Il vient de décéder à l'âge de 95 ans. Je me souviendrai toujours de lui,
que j'avais rencontré lors d'un colloque dans le merveilleux château de
Sababurg en Hesse du Nord, dans le Pays des Contes de Grimm, en bordure de
la célèbre "Märchenstrasse". Nos préoccupations étaient les mêmes malgré les
nombreuses années de vie et d'expériences qui nous séparaient
irrémédiablement. En lisant ses derniers ouvrages, publiés par Wolfgang
Dvorak-Stocker, j'étais émerveillé par l'unité de sentiments qui demeurait
entre nous. Personne n'est éternel, la "Grande Faucheuse" nous attend tous,
mais, pour des hommes de la trempe et de la gentillesse de von Lohausen,
elle arrive toujours trop tôt. Qu'il sache cependant que nous continuerons à
Šuvrer dans son sens, que le grain qu'il a semé en nos jeunes têtes
continuera à germer, en dépit des oppositions de tous ordres. Jordis von
Lohausen a raisonné en termes de pérennité. Il nous a demandé de toujours
juger en termes d'histoire et de géographie, en tenant compte du temps et de
l'espace. Il s'est ainsi hissé au rang de vrai maître, qui ne raisonne pas
dans le vide. Nous resterons ses disciples et, armés de cette méthode, nous
aurons toujours raison, même si nous n'emportons pas tout de suite la
victoire sur les sots et les pervers (RS).

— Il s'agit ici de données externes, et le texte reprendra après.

//! The uniform JSON envelope.
//!
//! Logical failures are encoded in the body with HTTP 200 so clients handle
//! every outcome through one code path; only transport-level failures
//! (malformed JSON, unknown routes) surface as non-200 responses.

use animetoken_core::ApiError;
use axum::Json;
use serde::Serialize;

#[derive(Serialize)]
pub struct ErrorBody {
    pub code: &'static str,
    pub message: String,
}

#[derive(Serialize)]
pub struct ApiResponse<T: Serialize> {
    pub success: bool,
    #[serde(skip_serializing_if = "Option::is_none")]
    pub data: Option<T>,
    #[serde(skip_serializing_if = "Option::is_none")]
    pub error: Option<ErrorBody>,
}

pub fn json_ok<T: Serialize>(data: T) -> Json<ApiResponse<T>> {
    Json(ApiResponse {
        success: true,
        data: Some(data),
        error: None,
    })
}

pub fn json_err<T: Serialize>(err: ApiError) -> Json<ApiResponse<T>> {
    Json(ApiResponse {
        success: false,
        data: None,
        error: Some(ErrorBody {
            code: err.code(),
            message: err.to_string(),
        }),
    })
}

/// Fold a handler result into the envelope.
pub fn respond<T: Serialize>(result: Result<T, ApiError>) -> Json<ApiResponse<T>> {
    match result {
        Ok(data) => json_ok(data),
        Err(err) => {
            if matches!(err, ApiError::Internal(_)) {
                tracing::error!(error = %err, "request failed");
            }
            json_err(err)
        }
    }
}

Au début du mois de septembre 2002, le Général Baron Jordis von Lohausen,
géopolitologue de premier plan, est décédé à Graz en Styrie, où il résidait.
Malgré son très grand âge, le Général était toujours actif, rédigeait des
articles et publiait des livres, que l'on peut considérer comme autant
d'incitations originales à une réflexion de fonds sur le destin historique
et géographique des peuples.
Né en 1907 dans le foyer d'un officier de cavalerie de l'Armée Impériale &
Royale austro-hongroise, Jordis von Lohausen amorce à son tour une carrière
d'officier en 1926, dans les rangs de l'armée de métier de la nouvelle
république autrichienne. En 1938, avec l'Anschluß, alors qu'il a le grade de
Capitaine, son unité est intégrée dans la Wehrmacht grande-allemande.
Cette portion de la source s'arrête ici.